Opciones con Donación de Gametos o Subrogación
En casos de infertilidad grave, riesgo de transmisión de enfermedades genéticas o ausencia de gametos propios, existen otras alternativas:
- Donación de óvulos (Ovodonación): Se utilizan óvulos de una donante anónima. El precio en España puede variar entre 4.500 y 9.000€.
- Donación de semen: Se utiliza semen de un donante anónimo. La inseminación artificial con semen de donante (IAD) es una técnica más sencilla y económica, con un coste de 1.100 a 1.700€.
- Donación de embriones: Se transfieren embriones donados por otras parejas o creados con óvulos y esperma de donantes. El bebé no tendrá relación genética con los padres receptores.
- Maternidad por alquiler (subrogación tradicional): Una mujer (madre de alquiler) se queda embarazada utilizando el esperma del hombre y sus propios óvulos, para luego entregar al bebé a la pareja. El bebé estará genéticamente relacionado con la madre de alquiler y el padre genético.
- Sustituta gestacional: Una mujer (sustituta gestacional) lleva un embarazo utilizando el embrión de la pareja (creado con sus propios óvulos y esperma, o gametos donados) y no tiene relación genética con el bebé. Esta opción es para mujeres con ovarios pero sin útero, o con problemas de salud graves que impiden el embarazo.
Impacto Emocional y Apoyo
El proceso de diagnóstico y tratamiento de la infertilidad es inherentemente estresante para la mayoría de las parejas. Las emociones pueden fluctuar entre la esperanza y la desesperación, pudiendo inducir depresión, enojo, ansiedad y discordia marital. Es común que las parejas se sientan aisladas, con dificultades para comunicarse, lo que puede generar resentimiento entre ellos, con familiares, amigos o incluso con el equipo médico.

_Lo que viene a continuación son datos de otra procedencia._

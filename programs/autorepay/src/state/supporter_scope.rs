use anchor_lang::prelude::*;
use crate::error::ErrorCode;
use crate::math::fixed_point::checked_add;
use crate::math::valuation::collateral_value;

/// Valuation source for one capital raise. The loan engine only reads
/// `total_principal` and `total_shares`.
#[account]
#[derive(Default, Debug, PartialEq)]
pub struct SupporterScope {
    pub authority: Pubkey,
    pub scope_id: u64,
    pub bump: u8,

    pub total_principal: u64,
    pub total_shares: u128,
    pub positions_issued: u64,

    pub created_at: i64,

    // Reserved
    pub _reserved: [u8; 32],
}

impl SupporterScope {
    pub const LEN: usize = 8  // discriminator
        + 32  // authority
        + 8   // scope_id
        + 1   // bump
        + 8   // total_principal
        + 16  // total_shares
        + 8   // positions_issued
        + 8   // created_at
        + 32; // reserved

    /// Conservative value of `shares` against the live scope totals.
    pub fn value_of(&self, shares: u128) -> Result<u64> {
        collateral_value(self.total_principal, shares, self.total_shares)
    }

    pub fn record_issuance(&mut self, shares: u128, principal: u64) -> Result<()> {
        require!(shares > 0, ErrorCode::ZeroAmount);
        self.total_shares = self
            .total_shares
            .checked_add(shares)
            .ok_or(ErrorCode::MathOverflow)?;
        self.total_principal = checked_add(self.total_principal, principal)?;
        self.positions_issued = self
            .positions_issued
            .checked_add(1)
            .ok_or(ErrorCode::MathOverflow)?;
        Ok(())
    }
}
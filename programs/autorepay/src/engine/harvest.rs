use anchor_lang::prelude::*;
use crate::error::ErrorCode;
use crate::math::fees::harvest_waterfall;
use crate::math::fixed_point::{checked_add, checked_sub};
use crate::state::{LoanRecord, LoanVault, ReservePool, SupporterPosition};

#[derive(Clone, Copy, Debug, Default, PartialEq, Eq)]
pub struct HarvestOutcome {
    pub interest_accrued: u64,
    pub reward: u64,
    pub keeper_tip: u64,
    pub applied: u64,
    pub excess: u64,
    pub insurance_share: u64,
    pub outstanding_after: u64,
    pub fully_repaid: bool,
}

impl HarvestOutcome {
    pub fn is_noop(&self) -> bool {
        self.reward == 0
    }
}

impl LoanVault {
    /// Pull the custodied position's yield out of its reserve pool and run it
    /// through the waterfall: keeper tip, then the loan balance (less the
    /// insurance share), then any excess back to the borrower.
    ///
    /// Permissionless and allowed while paused. With nothing claimable only
    /// interest accrual is recorded and a zero outcome is returned.
    pub fn harvest_loan(
        &mut self,
        loan: &mut LoanRecord,
        position: &mut SupporterPosition,
        reserve: &mut ReservePool,
        now: i64,
    ) -> Result<HarvestOutcome> {
        require!(loan.is_active(), ErrorCode::LoanNotActive);
        require_keys_eq!(position.scope, reserve.scope, ErrorCode::ScopeMismatch);

        let config = self.config;
        let mut next = loan.clone();
        let interest_accrued = next.accrue(config.interest_rate_bps, now)?;
        let outstanding = next.outstanding()?;

        let reward = reserve.claimable(position.shares, position.claim_cursor)?;
        if reward == 0 {
            *loan = next;
            return Ok(HarvestOutcome {
                interest_accrued,
                outstanding_after: outstanding,
                ..HarvestOutcome::default()
            });
        }

        let waterfall = harvest_waterfall(
            reward,
            outstanding,
            config.keeper_tip_bps,
            config.insurance_fund_bps,
        )?;
        next.apply_payment(waterfall.applied)?;
        let fully_repaid = !next.is_active();

        let liquidity = checked_add(self.liquidity, waterfall.to_liquidity)?;
        let insurance_reserve = checked_add(self.insurance_reserve, waterfall.insurance_share)?;
        let total_repaid = checked_add(self.total_repaid, waterfall.applied)?;
        let active_loan_count = if fully_repaid {
            checked_sub(self.active_loan_count, 1)?
        } else {
            self.active_loan_count
        };
        let outstanding_after = next.outstanding()?;

        // Commit: the pull and the cursor advance happen together, first.
        reserve.claim(position)?;

        *loan = next;
        self.liquidity = liquidity;
        self.insurance_reserve = insurance_reserve;
        self.total_repaid = total_repaid;
        self.active_loan_count = active_loan_count;

        Ok(HarvestOutcome {
            interest_accrued,
            reward,
            keeper_tip: waterfall.keeper_tip,
            applied: waterfall.applied,
            excess: waterfall.excess,
            insurance_share: waterfall.insurance_share,
            outstanding_after,
            fully_repaid,
        })
    }
}
//! Loan operations over plain account state. Each operation validates
//! everything up front and writes only after the last fallible step, so a
//! rejected call leaves every account it was handed unchanged.

pub mod borrow;
pub mod repay;
pub mod harvest;
pub mod liquidate;
pub mod withdraw;

pub use borrow::*;
pub use repay::*;
pub use harvest::*;
pub use liquidate::*;
pub use withdraw::*;
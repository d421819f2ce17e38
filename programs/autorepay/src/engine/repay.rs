use anchor_lang::prelude::*;
use crate::error::ErrorCode;
use crate::math::fixed_point::{checked_add, checked_sub};
use crate::state::{LoanRecord, LoanVault};

#[derive(Clone, Copy, Debug, Default, PartialEq, Eq)]
pub struct RepayOutcome {
    pub interest_accrued: u64,
    pub applied: u64,
    pub refund: u64,
    pub outstanding_after: u64,
    pub fully_repaid: bool,
}

impl LoanVault {
    /// Manual repayment. Anyone may pay down any active loan; only
    /// `min(payment, outstanding)` is taken and the rest is refunded.
    pub fn repay_loan(
        &mut self,
        loan: &mut LoanRecord,
        payment: u64,
        now: i64,
    ) -> Result<RepayOutcome> {
        require!(payment > 0, ErrorCode::ZeroAmount);
        require!(loan.is_active(), ErrorCode::LoanNotActive);

        let mut next = loan.clone();
        let interest_accrued = next.accrue(self.config.interest_rate_bps, now)?;
        let applied = next.apply_payment(payment)?;
        let fully_repaid = !next.is_active();

        let liquidity = checked_add(self.liquidity, applied)?;
        let total_repaid = checked_add(self.total_repaid, applied)?;
        let active_loan_count = if fully_repaid {
            checked_sub(self.active_loan_count, 1)?
        } else {
            self.active_loan_count
        };
        let outstanding_after = next.outstanding()?;

        // Commit
        *loan = next;
        self.liquidity = liquidity;
        self.total_repaid = total_repaid;
        self.active_loan_count = active_loan_count;

        Ok(RepayOutcome {
            interest_accrued,
            applied,
            refund: payment - applied,
            outstanding_after,
            fully_repaid,
        })
    }
}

Además, la carga económica y la inversión de tiempo que supone el tratamiento pueden acentuar las dificultades en la relación. Para gestionar el estrés, es crucial que ambos miembros de la pareja participen activamente en el proceso y se mantengan informados sobre cada etapa, incluyendo los plazos y las posibilidades de éxito. El asesoramiento psicológico y el apoyo de grupos especializados, como RESOLVE o Family Equality en Estados Unidos, pueden ser de gran ayuda para las personas con infertilidad y sus familias, brindando un espacio para compartir experiencias y recibir orientación. Es importante discutir con los profesionales cuándo considerar finalizar un tratamiento, buscar una segunda opinión, o explorar otras opciones como la adopción, especialmente si no se logra un embarazo después de 2 a 3 años de intentos o de tratamiento.